■ **Dataset entries**:
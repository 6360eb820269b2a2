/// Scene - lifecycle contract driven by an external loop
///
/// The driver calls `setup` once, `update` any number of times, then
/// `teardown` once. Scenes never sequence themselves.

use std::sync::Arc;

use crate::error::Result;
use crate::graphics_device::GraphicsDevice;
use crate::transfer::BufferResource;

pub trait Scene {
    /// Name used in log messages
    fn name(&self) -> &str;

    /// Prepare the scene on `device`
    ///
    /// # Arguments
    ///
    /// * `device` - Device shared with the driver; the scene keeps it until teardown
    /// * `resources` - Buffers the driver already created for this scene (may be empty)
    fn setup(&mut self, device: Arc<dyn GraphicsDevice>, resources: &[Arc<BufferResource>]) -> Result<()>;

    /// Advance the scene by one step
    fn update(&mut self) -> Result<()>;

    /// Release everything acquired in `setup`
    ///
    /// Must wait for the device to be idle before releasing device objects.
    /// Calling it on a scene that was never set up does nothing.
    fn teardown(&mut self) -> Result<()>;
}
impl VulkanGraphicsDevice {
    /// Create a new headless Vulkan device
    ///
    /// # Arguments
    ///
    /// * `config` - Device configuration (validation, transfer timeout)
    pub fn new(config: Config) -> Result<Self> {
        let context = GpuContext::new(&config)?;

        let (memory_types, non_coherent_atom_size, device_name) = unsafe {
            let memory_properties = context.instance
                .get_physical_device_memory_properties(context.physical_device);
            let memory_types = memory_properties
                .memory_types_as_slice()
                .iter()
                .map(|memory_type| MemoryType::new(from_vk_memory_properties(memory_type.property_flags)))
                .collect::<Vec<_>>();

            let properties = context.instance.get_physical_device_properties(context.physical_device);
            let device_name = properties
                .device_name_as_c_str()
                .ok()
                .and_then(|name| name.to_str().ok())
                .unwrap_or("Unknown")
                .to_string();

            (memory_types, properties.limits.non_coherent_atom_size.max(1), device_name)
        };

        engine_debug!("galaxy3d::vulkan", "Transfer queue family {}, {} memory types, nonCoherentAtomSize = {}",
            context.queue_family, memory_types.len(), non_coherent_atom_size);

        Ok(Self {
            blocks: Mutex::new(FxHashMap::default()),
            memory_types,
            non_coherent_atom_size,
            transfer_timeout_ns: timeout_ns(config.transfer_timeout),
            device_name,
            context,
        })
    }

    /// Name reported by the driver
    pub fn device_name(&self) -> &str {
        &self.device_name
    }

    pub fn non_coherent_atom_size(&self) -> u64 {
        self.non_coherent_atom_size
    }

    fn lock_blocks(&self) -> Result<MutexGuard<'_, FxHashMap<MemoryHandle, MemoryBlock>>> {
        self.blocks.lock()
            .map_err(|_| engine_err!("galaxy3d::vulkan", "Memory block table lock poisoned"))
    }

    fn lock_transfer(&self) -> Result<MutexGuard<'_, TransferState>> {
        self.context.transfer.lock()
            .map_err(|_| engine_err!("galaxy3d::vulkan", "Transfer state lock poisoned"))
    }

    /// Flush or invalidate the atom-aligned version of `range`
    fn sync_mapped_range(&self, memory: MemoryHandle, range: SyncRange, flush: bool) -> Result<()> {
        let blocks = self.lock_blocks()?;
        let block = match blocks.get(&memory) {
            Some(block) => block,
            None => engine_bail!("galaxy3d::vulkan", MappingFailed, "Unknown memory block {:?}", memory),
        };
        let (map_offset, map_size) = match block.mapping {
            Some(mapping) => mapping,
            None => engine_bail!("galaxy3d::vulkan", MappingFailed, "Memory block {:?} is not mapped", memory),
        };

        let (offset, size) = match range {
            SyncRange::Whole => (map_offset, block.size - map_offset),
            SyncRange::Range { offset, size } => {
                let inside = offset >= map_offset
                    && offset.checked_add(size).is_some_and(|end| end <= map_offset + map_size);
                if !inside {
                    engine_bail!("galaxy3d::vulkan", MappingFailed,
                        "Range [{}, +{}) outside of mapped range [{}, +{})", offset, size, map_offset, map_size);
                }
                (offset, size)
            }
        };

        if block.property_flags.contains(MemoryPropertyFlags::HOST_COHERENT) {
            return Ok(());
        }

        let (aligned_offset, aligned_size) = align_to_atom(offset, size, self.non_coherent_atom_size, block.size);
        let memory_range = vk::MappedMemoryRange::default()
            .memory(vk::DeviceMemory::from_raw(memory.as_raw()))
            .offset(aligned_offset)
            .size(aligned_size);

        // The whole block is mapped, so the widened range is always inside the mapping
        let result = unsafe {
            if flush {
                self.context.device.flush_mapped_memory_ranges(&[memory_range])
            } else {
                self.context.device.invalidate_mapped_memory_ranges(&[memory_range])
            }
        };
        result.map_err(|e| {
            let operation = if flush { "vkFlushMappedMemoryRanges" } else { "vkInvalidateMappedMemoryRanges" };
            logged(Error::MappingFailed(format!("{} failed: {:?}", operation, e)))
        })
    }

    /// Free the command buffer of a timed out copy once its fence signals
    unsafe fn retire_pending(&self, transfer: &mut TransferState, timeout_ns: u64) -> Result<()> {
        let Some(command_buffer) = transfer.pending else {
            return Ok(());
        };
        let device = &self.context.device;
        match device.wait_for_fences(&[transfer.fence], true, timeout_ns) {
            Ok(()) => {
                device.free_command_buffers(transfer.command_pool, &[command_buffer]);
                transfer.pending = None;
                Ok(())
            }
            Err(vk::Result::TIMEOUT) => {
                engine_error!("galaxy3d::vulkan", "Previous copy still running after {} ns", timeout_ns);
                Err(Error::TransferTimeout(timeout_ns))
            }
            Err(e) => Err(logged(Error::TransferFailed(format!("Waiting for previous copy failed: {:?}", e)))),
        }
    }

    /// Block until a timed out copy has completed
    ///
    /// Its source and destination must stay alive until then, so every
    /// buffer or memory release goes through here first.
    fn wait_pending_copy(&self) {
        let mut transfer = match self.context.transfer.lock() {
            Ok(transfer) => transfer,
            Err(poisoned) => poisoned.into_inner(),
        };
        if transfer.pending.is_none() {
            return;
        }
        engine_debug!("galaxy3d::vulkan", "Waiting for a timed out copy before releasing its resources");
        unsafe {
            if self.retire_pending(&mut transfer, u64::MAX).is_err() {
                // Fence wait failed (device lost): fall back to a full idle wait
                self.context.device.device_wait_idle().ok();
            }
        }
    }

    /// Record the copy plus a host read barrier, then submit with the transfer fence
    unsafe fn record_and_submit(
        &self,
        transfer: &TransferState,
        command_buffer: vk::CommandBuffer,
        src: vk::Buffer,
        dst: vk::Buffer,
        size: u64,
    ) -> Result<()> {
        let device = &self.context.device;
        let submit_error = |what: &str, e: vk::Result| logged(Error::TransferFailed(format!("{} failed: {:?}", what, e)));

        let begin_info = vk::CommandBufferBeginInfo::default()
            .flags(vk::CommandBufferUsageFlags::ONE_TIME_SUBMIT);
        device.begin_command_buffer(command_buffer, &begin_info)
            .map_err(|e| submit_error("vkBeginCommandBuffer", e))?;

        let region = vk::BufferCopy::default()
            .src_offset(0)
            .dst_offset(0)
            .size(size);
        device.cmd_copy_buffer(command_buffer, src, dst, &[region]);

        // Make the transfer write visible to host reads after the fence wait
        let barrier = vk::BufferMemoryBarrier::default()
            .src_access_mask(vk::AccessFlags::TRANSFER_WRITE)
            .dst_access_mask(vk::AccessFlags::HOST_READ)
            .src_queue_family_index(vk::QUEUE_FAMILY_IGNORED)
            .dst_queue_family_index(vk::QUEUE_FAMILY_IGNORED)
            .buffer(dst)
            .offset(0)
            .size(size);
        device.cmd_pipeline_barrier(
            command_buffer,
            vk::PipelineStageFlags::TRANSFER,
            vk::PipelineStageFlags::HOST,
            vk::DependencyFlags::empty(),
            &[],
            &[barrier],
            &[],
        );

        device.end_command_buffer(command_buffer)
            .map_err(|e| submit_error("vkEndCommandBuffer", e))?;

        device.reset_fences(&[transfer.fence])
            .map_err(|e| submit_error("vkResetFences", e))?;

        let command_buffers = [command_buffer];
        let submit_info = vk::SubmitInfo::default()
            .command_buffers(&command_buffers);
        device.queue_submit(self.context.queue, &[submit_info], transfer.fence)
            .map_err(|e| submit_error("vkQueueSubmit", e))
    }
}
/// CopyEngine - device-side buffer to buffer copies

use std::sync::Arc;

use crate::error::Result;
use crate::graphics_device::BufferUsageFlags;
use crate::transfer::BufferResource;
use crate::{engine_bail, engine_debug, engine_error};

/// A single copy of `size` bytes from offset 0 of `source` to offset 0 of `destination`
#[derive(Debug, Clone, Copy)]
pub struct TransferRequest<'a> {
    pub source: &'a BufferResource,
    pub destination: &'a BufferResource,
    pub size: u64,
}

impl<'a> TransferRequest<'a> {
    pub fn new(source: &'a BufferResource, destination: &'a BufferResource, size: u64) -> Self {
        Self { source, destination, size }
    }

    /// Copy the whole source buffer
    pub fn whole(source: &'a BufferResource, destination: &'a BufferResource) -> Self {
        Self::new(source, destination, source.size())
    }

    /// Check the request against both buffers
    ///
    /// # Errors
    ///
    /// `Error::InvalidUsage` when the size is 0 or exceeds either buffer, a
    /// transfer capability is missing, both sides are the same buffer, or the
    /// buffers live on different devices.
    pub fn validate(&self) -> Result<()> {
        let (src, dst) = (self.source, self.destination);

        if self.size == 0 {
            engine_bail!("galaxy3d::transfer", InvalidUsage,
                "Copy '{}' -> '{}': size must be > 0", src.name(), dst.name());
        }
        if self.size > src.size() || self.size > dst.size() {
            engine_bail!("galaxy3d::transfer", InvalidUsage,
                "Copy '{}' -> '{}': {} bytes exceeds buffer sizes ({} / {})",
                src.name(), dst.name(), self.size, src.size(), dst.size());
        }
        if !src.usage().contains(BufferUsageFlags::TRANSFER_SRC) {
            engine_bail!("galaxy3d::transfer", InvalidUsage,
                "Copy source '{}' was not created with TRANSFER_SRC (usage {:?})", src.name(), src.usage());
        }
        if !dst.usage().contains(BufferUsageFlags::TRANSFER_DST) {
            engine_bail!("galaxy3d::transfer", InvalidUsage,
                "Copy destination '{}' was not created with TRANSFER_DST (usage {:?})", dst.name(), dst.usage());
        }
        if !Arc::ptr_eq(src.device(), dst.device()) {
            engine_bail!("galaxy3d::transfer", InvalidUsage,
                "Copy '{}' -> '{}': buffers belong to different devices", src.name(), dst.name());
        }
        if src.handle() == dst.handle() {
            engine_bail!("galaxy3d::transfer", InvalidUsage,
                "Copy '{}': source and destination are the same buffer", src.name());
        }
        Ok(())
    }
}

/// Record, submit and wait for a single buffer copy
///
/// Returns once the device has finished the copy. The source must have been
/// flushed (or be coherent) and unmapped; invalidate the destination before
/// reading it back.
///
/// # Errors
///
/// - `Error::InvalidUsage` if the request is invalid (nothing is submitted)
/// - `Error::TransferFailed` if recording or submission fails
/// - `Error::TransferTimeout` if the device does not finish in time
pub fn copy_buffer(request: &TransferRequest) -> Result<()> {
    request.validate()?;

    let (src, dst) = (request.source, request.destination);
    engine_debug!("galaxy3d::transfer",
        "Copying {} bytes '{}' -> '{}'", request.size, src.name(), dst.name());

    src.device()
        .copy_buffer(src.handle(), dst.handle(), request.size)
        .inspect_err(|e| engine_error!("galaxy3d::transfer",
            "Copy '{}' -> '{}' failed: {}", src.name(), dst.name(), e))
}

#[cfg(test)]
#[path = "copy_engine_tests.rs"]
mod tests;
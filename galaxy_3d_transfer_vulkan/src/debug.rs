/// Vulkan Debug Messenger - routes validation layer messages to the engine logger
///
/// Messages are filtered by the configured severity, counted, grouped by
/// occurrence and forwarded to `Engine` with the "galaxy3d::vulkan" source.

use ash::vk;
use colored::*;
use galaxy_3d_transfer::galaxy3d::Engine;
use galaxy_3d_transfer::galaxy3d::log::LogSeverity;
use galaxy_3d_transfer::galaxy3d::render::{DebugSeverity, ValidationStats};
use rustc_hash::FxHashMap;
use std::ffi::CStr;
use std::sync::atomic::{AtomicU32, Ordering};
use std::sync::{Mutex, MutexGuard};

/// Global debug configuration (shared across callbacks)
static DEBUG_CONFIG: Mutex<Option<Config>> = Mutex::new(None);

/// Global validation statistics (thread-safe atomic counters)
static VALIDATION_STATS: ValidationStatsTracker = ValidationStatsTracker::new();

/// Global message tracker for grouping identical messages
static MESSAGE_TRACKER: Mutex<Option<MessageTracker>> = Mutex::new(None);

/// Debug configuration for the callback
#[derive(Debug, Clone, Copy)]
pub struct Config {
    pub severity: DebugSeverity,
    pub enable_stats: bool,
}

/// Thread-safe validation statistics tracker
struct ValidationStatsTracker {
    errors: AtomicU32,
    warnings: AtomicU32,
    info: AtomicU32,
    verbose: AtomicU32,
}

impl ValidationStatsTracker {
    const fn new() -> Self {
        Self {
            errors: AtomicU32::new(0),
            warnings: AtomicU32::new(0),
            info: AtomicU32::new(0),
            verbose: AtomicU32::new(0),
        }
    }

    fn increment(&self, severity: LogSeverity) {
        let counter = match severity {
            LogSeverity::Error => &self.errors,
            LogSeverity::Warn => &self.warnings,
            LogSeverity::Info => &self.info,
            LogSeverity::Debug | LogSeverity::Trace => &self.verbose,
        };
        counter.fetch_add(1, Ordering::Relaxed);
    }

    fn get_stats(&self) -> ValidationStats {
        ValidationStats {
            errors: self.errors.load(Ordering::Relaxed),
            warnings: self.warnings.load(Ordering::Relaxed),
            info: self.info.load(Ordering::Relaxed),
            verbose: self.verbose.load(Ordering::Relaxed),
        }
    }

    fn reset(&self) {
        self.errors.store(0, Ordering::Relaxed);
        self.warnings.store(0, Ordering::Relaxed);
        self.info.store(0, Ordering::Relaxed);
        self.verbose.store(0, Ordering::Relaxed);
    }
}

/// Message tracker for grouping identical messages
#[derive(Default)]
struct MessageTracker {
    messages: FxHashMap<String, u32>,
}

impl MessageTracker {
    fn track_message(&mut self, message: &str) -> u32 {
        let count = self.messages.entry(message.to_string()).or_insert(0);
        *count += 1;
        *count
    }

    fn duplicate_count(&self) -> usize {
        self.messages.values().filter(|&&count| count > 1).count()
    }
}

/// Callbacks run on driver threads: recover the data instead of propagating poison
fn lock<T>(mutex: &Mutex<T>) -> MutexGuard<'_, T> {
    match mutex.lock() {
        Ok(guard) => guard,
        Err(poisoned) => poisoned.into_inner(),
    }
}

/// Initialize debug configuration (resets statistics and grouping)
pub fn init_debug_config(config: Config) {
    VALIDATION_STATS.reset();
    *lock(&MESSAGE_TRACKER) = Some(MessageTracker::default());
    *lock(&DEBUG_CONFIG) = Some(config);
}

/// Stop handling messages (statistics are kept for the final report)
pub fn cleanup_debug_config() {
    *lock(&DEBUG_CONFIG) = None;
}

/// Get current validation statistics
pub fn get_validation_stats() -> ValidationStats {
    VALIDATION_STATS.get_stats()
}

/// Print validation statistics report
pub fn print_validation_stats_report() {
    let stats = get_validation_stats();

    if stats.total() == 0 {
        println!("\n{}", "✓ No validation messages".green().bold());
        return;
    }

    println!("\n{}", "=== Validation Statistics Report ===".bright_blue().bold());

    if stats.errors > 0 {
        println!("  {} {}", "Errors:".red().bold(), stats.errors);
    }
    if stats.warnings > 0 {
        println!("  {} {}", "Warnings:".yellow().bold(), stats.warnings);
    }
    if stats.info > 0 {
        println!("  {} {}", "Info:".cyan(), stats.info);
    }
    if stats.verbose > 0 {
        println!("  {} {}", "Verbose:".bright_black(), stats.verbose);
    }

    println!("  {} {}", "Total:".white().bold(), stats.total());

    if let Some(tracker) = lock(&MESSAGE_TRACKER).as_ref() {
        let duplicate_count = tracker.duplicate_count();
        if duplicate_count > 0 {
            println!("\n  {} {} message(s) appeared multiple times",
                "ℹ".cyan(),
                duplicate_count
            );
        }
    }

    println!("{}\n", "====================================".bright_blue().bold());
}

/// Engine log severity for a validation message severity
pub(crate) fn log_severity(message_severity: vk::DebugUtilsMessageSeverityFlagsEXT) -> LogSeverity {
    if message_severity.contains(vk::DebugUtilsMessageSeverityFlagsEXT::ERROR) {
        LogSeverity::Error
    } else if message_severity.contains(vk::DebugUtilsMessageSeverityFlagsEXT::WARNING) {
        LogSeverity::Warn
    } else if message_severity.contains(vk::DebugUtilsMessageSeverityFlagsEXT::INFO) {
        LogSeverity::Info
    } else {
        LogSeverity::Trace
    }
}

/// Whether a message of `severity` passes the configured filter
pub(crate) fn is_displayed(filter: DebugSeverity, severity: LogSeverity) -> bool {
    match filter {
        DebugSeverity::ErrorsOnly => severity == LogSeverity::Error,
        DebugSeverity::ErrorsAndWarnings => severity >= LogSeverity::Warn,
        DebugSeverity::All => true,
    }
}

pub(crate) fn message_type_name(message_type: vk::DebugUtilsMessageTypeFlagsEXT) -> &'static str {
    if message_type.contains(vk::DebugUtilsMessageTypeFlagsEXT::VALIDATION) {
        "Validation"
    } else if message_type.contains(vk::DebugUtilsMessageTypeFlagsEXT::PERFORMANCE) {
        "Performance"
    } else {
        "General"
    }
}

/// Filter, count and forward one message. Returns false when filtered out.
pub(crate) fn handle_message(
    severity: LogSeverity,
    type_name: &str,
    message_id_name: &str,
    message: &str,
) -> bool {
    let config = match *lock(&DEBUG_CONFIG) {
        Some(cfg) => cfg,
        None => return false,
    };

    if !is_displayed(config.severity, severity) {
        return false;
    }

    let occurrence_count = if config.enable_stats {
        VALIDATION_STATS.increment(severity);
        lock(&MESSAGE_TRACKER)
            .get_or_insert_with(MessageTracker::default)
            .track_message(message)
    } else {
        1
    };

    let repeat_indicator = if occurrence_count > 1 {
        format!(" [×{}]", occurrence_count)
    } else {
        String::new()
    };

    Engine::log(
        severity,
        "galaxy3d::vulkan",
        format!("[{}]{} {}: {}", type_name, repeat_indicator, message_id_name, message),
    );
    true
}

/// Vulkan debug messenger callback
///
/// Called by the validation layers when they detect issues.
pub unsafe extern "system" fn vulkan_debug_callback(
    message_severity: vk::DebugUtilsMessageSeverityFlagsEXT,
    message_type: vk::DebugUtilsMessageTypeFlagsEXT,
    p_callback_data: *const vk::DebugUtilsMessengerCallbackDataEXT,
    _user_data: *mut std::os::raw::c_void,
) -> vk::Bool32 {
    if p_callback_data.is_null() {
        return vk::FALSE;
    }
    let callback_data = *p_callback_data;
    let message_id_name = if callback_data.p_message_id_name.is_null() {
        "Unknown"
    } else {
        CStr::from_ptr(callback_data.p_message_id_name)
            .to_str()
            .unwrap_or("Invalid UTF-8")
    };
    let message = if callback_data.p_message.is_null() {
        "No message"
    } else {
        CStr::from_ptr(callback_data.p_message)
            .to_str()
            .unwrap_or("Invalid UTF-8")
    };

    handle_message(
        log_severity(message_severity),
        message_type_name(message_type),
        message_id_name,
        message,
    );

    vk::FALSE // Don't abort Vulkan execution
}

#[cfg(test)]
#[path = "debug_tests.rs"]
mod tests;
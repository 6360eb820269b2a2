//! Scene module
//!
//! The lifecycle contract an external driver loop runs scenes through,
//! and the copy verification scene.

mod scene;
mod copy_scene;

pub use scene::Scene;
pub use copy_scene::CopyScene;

■ **Activity**:
Display each line of the data where "operation" occurs.

■ **Result for this task**:
            let operation = if flush { "vkFlushMappedMemoryRanges" } else { "vkInvalidateMappedMemoryRanges" };
            logged(Error::MappingFailed(format!("{} failed: {:?}", operation, e)))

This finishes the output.